Search the listing below for the string "RunContext" and copy every line where it occurs.
*** INFORMATION Section Begins ***
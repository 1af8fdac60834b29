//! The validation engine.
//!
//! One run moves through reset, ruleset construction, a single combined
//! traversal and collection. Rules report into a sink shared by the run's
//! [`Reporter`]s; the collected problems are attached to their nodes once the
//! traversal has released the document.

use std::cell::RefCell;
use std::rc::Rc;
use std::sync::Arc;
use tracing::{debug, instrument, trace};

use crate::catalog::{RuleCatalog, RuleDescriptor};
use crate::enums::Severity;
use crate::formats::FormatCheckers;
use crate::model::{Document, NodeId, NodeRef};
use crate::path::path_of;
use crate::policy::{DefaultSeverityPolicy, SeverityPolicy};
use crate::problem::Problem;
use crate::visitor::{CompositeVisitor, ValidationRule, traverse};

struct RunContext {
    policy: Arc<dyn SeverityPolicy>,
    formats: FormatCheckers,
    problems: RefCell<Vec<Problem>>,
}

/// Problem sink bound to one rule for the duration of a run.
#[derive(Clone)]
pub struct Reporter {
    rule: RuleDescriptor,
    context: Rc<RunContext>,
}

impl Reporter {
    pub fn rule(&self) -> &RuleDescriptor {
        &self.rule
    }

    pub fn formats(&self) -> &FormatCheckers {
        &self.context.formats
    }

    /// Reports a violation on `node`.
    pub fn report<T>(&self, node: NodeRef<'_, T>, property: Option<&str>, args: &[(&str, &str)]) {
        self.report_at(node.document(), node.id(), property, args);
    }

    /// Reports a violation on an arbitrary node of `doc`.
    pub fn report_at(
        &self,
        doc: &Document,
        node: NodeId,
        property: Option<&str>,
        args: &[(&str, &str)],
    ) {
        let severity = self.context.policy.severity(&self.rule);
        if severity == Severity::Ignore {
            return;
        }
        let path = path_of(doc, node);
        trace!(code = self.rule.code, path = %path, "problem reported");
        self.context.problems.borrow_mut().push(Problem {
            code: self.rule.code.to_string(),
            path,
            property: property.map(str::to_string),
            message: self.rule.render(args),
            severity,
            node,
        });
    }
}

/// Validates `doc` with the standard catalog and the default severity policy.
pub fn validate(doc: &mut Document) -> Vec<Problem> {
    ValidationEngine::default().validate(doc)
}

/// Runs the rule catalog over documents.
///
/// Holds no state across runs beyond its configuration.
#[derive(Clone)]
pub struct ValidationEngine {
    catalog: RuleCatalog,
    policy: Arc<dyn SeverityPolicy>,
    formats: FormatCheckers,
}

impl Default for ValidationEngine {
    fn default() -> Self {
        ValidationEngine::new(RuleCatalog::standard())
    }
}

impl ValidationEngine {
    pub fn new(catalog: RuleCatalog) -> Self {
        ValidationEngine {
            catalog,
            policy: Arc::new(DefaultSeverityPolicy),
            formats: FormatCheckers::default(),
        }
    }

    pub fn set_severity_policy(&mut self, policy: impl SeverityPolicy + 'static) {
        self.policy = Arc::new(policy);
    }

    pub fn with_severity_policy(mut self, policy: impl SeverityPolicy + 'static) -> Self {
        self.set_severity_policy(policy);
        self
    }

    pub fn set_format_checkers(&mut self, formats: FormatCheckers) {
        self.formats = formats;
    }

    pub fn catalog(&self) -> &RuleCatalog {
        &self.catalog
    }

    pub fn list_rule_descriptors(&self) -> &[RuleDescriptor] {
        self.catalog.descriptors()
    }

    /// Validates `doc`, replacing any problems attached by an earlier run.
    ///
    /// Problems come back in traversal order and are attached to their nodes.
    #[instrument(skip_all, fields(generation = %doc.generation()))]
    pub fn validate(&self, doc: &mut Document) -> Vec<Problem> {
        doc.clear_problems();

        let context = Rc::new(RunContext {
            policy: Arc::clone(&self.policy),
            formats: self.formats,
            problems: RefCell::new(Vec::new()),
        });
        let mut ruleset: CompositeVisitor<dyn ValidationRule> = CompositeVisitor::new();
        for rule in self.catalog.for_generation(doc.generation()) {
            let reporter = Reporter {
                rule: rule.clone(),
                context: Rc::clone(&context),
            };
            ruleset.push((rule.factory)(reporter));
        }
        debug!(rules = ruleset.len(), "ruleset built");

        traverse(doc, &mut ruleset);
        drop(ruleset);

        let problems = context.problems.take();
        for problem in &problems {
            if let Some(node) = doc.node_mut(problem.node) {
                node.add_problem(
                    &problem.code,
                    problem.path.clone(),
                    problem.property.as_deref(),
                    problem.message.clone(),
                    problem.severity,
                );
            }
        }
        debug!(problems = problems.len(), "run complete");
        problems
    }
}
*** INFORMATION Section Ends ***
TASK OUTPUT.
struct RunContext {
    context: Rc<RunContext>,
        let context = Rc::new(RunContext {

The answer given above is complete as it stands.